Lake in Cundinamarca Department, Colombia

Lake Fúquene is a heart-shaped lake located in the Ubaté-Chiquinquirá Valley, part of the Altiplano Cundiboyacense, in the north of Cundinamarca, Colombia, at the border with Boyacá. The Andean lake, at an average altitude of 2540 m, was considered sacred in the religion of the Muisca who inhabited the area before the Spanish conquest of the Muisca in the 1530s.

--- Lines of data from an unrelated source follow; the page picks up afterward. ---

//! Evaluating structures, signatures, and functors.

use crate::dec;
use crate::error::{ErrorKind, Item};
use crate::types::{FrameKind, Result, St, Step};
use sml_hir::{DecKind, Decs, Path, SigExpKind, SpecKind, StrExpKind};
use sml_state::{DynEnv, DynFunctor, DynSig};
use sml_statics_types::env::IdStatus;
use std::rc::Rc;
use str_util::Name;

pub(crate) fn get_str_exp(st: &mut St<'_>, str_exp: &sml_hir::StrExp) -> Result<Step> {
  st.pos = str_exp.pos;
  match &str_exp.kind {
    StrExpKind::Struct(decs) => {
      let inner = st.state.nested();
      st.push(FrameKind::Struct(inner.id()))?;
      st.state = inner;
      dec::start(st, decs)
    }
    StrExpKind::Path(path) => Ok(Step::Str(get_str(st, path)?)),
    StrExpKind::Ascription(inner, _, sig_exp) => {
      let sig = get_sig_exp(st, sig_exp)?;
      st.push(FrameKind::Ascription(sig))?;
      Ok(Step::StrExp(Rc::clone(inner)))
    }
    StrExpKind::App(name, arg) => {
      let Some(functor) = st.state.dyn_functor(name.as_str()) else {
        return Err(st.err(ErrorKind::Undefined(Item::Functor, name.to_string())));
      };
      st.push(FrameKind::FunctorArg(functor))?;
      Ok(Step::StrExp(Rc::clone(arg)))
    }
    StrExpKind::Let(decs, body) => {
      st.push(FrameKind::StrLet(Rc::clone(body)))?;
      st.state = st.state.nested();
      dec::start(st, decs)
    }
  }
}

/// Continues a `structure` declaration after one of its bindings is ready.
pub(crate) fn str_bind_next(
  st: &mut St<'_>,
  decs: Decs,
  idx: usize,
  mut envs: Vec<(Name, DynEnv)>,
  env: Option<DynEnv>,
) -> Result<Step> {
  let DecKind::Structure(binds) = &decs[idx].kind else { unreachable!("not a structure") };
  if let Some(env) = env {
    envs.push((binds[envs.len()].name.clone(), env));
  }
  match binds.get(envs.len()) {
    Some(bind) => {
      let str_exp = Rc::clone(&bind.str_exp);
      st.push(FrameKind::StrBind(Rc::clone(&decs), idx, envs))?;
      Ok(Step::StrExp(str_exp))
    }
    None => {
      for (name, env) in envs {
        st.state.set_dynamic_str(name, env);
      }
      Ok(Step::DecDone)
    }
  }
}

/// Runs the functor body with the parameter bound to the argument, in the state the functor was
/// declared in.
pub(crate) fn functor_body(st: &mut St<'_>, functor: &DynFunctor, arg: DynEnv) -> Result<Step> {
  let scope = functor.state.nested();
  scope.set_dynamic_str(functor.param.clone(), arg.filter(&functor.param_sig));
  let caller = st.state.clone();
  st.push_restore(caller)?;
  st.state = scope;
  Ok(Step::StrExp(Rc::clone(&functor.body)))
}

pub(crate) fn functor_binds(st: &St<'_>, binds: &[sml_hir::FunctorBind]) -> Result<()> {
  let mut functors = Vec::with_capacity(binds.len());
  for bind in binds {
    let functor = DynFunctor {
      param: bind.param.clone(),
      param_sig: get_sig_exp(st, &bind.param_sig)?,
      body: Rc::clone(&bind.body),
      state: st.state.clone(),
    };
    functors.push((bind.name.clone(), Rc::new(functor)));
  }
  for (name, functor) in functors {
    st.state.set_dyn_functor(name, functor);
  }
  Ok(())
}

/// Returns the env of the structure at the path.
pub(crate) fn get_str(st: &St<'_>, path: &Path) -> Result<DynEnv> {
  let names: Vec<_> = path.prefix.iter().chain(std::iter::once(&path.last)).cloned().collect();
  st.state
    .with_dynamic_str(&names, DynEnv::clone)
    .map_err(|name| st.err(ErrorKind::Undefined(Item::Struct, name.to_string())))
}

/// Returns the names a signature lets through, and their statuses.
pub(crate) fn get_sig_exp(st: &St<'_>, sig_exp: &sml_hir::SigExp) -> Result<DynSig> {
  match &sig_exp.kind {
    SigExpKind::Name(name) => st
      .state
      .dyn_sig(name.as_str())
      .ok_or_else(|| st.err(ErrorKind::Undefined(Item::Sig, name.to_string()))),
    SigExpKind::Spec(specs) => {
      let mut ret = DynSig::default();
      for spec in specs {
        get_spec(st, &mut ret, spec)?;
      }
      Ok(ret)
    }
  }
}

fn get_spec(st: &St<'_>, sig: &mut DynSig, spec: &sml_hir::Spec) -> Result<()> {
  match &spec.kind {
    SpecKind::Val(binds) => {
      for (name, _) in binds {
        sig.val_env.insert(name.clone(), IdStatus::Val);
      }
    }
    SpecKind::Ty(descs, _) => {
      for desc in descs {
        sig.ty_env.insert(desc.name.clone(), Vec::new());
      }
    }
    SpecKind::Datatype(binds) => {
      for bind in binds {
        let cons: Vec<_> = bind.cons.iter().map(|con| con.name.clone()).collect();
        for con in &cons {
          sig.val_env.insert(con.clone(), IdStatus::Con);
        }
        sig.ty_env.insert(bind.name.clone(), cons);
      }
    }
    SpecKind::DatatypeCopy(name, path) => {
      let cons = match sig.ty_env.get(&path.last) {
        Some(cons) if path.is_one() => cons.clone(),
        _ => dec::get_ty(st, path),
      };
      for con in &cons {
        sig.val_env.insert(con.clone(), IdStatus::Con);
      }
      sig.ty_env.insert(name.clone(), cons);
    }
    SpecKind::Exception(binds) => {
      for bind in binds {
        sig.val_env.insert(bind.name.clone(), IdStatus::Exn);
      }
    }
    SpecKind::Structure(binds) => {
      for (name, sig_exp) in binds {
        let inner = get_sig_exp(st, sig_exp)?;
        sig.str_env.insert(name.clone(), inner);
      }
    }
    SpecKind::Include(sig_exp) => {
      let inner = get_sig_exp(st, sig_exp)?;
      sig.extend(inner);
    }
  }
  Ok(())
}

Due to drainage of the waters for agriculture and dairy farming, the lake levels have dropped drastically in recent years and many flora and fauna species have disappeared.

== Etymology ==
In the Chibcha language of the Muisca, Fúquene means "Place of swamps covered with fog", "Bed of the fox" or "Holy People", referring to the religious rituals of the Muisca. Muisca means "people" in Chibcha.

== History ==
Lake Fúquene, the lake in the Ubaté-Chiquinquirá Valley, one of the four major valleys of the Altiplano Cundiboyacense, was an important ritual lake in the culture of the Muisca. It formed the connection between the territories of the zipa in the south and zaque in the north and merchants between the two parts of the Muisca Confederation would pass the lake.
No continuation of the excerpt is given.